Downes v. Safe Deposit & Trust Co. of Baltimore

Decision Date21 March 1929
Docket Number19.
Citation145 A. 350,157 Md. 87
PartiesDOWNES, CITY REGISTER OF WILLS, ON BEHALF OF STATE, v. SAFE DEPOSIT & TRUST CO. OF BALTIMORE.
CourtMaryland Court of Appeals

Appeal from Baltimore City Court; Robert F. Stanton, Judge.

Suit by Edwin R. Downes, Register of Wills of Baltimore City, on behalf of the State, against the Safe Deposit & Trust Company of Baltimore, trustee. Judgment for defendant, and the State appeals. Affirmed.

Argued before BOND, C.J., and URNER, ADKINS, OFFUTT, DIGGES, PARKE and SLOAN, JJ.

Willis R. Jones, Asst. Atty. Gen. (Thomas H. Robinson, Atty. Gen and J. Hubner Rice, Asst. Atty. Gen., on the brief), for appellant.
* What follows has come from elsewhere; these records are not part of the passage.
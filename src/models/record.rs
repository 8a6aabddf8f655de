use chrono::{DateTime, Utc};
use serde::{Deserialize, Serialize};

#[derive(Debug, Clone, Copy, Serialize, Deserialize, PartialEq, Eq, Hash)]
#[serde(rename_all = "camelCase")]
pub enum RecordType {
    Entry,
    BreakStart,
    BreakEnd,
    Exit,
}

impl RecordType {
    pub fn as_str(&self) -> &'static str {
        match self {
            RecordType::Entry => "Entry",
            RecordType::BreakStart => "BreakStart",
            RecordType::BreakEnd => "BreakEnd",
            RecordType::Exit => "Exit",
        }
    }

    /// Lowercase form used on the wire: `entry`, `breakstart`, `breakend`, `exit`.
    pub fn wire_name(&self) -> &'static str {
        match self {
            RecordType::Entry => "entry",
            RecordType::BreakStart => "breakstart",
            RecordType::BreakEnd => "breakend",
            RecordType::Exit => "exit",
        }
    }

    /// The only punch type allowed to follow `self` within a day.
    pub fn successor(&self) -> RecordType {
        match self {
            RecordType::Entry => RecordType::BreakStart,
            RecordType::BreakStart => RecordType::BreakEnd,
            RecordType::BreakEnd => RecordType::Exit,
            RecordType::Exit => RecordType::Entry,
        }
    }

    /// Entry and BreakEnd start a worked interval.
    pub fn opens_interval(&self) -> bool {
        matches!(self, RecordType::Entry | RecordType::BreakEnd)
    }
}

#[derive(Debug, Clone, Copy, Serialize, Deserialize, PartialEq, Eq)]
#[serde(rename_all = "camelCase")]
pub enum SyncStatus {
    Pending,
    Synced,
}

impl SyncStatus {
    pub fn as_str(&self) -> &'static str {
        match self {
            SyncStatus::Pending => "Pending",
            SyncStatus::Synced => "Synced",
        }
    }
}

#[derive(Debug, Clone, Serialize, Deserialize)]
#[serde(rename_all = "camelCase")]
pub struct AttendanceRecord {
    pub id: String,
    pub employee_id: String,
    pub timestamp: DateTime<Utc>,
    #[serde(rename = "type")]
    pub record_type: RecordType,
    pub location: String,
    pub photo_ref: String,
    pub sync_status: SyncStatus,
}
Raymond S. Williams and Roger B. Williams, both of Baltimore (Hershey, Donaldson, Williams & Stanley, of Baltimore, on the briefs), for appellee.

DIGGES J.

Mrs Bridget Curran, a citizen and resident of Baltimore city, by deed of trust dated July 11, 1919, properly recorded conveyed the property therein described, consisting of real and personal property, to the Safe Deposit & Trust Company of Baltimore, in trust to pay the net income to her for life, and after her death to convey the corpus to her son, Frank P. Curran, and his wife, Barbara Curran, as tenants by the entireties absolutely and free from trust. The deed further provided that the grantor, Bridget Curran, "shall have the right at any time during her life, by deed executed and acknowledged as deeds of conveyance of real estate are or may be required by law to be executed and acknowledged, * * * to withdraw from this trust from time to time any portion of the corpus or principal of the property held in trust hereunder, but not more in value than Five Thousand Dollars in any one year, whereupon it shall become the duty of Safe Deposit and Trust Company of Baltimore, trustee, to deliver and transfer to said Bridget Curran, to be held by her, her heirs, executors, administrators and assigns, absolutely, free and clear of any trust, so much of said corpus or principal as may be specified in such deed of withdrawal and authorized to be withdrawn by the provisions of this deed." In said deed it was also provided that the trustee should have full power and authority to change the investments of the property or securities, and for that purpose to make sale of any of the property or interest therein held by it as such trustee, without any obligation on the part of the purchaser to see to the application of the purchase money, and should have power to sell all or any part of the securities or property for the purpose of more convenient division among or transfer to the parties who from time to time might become entitled to a transfer or delivery thereof according to the terms of the deed.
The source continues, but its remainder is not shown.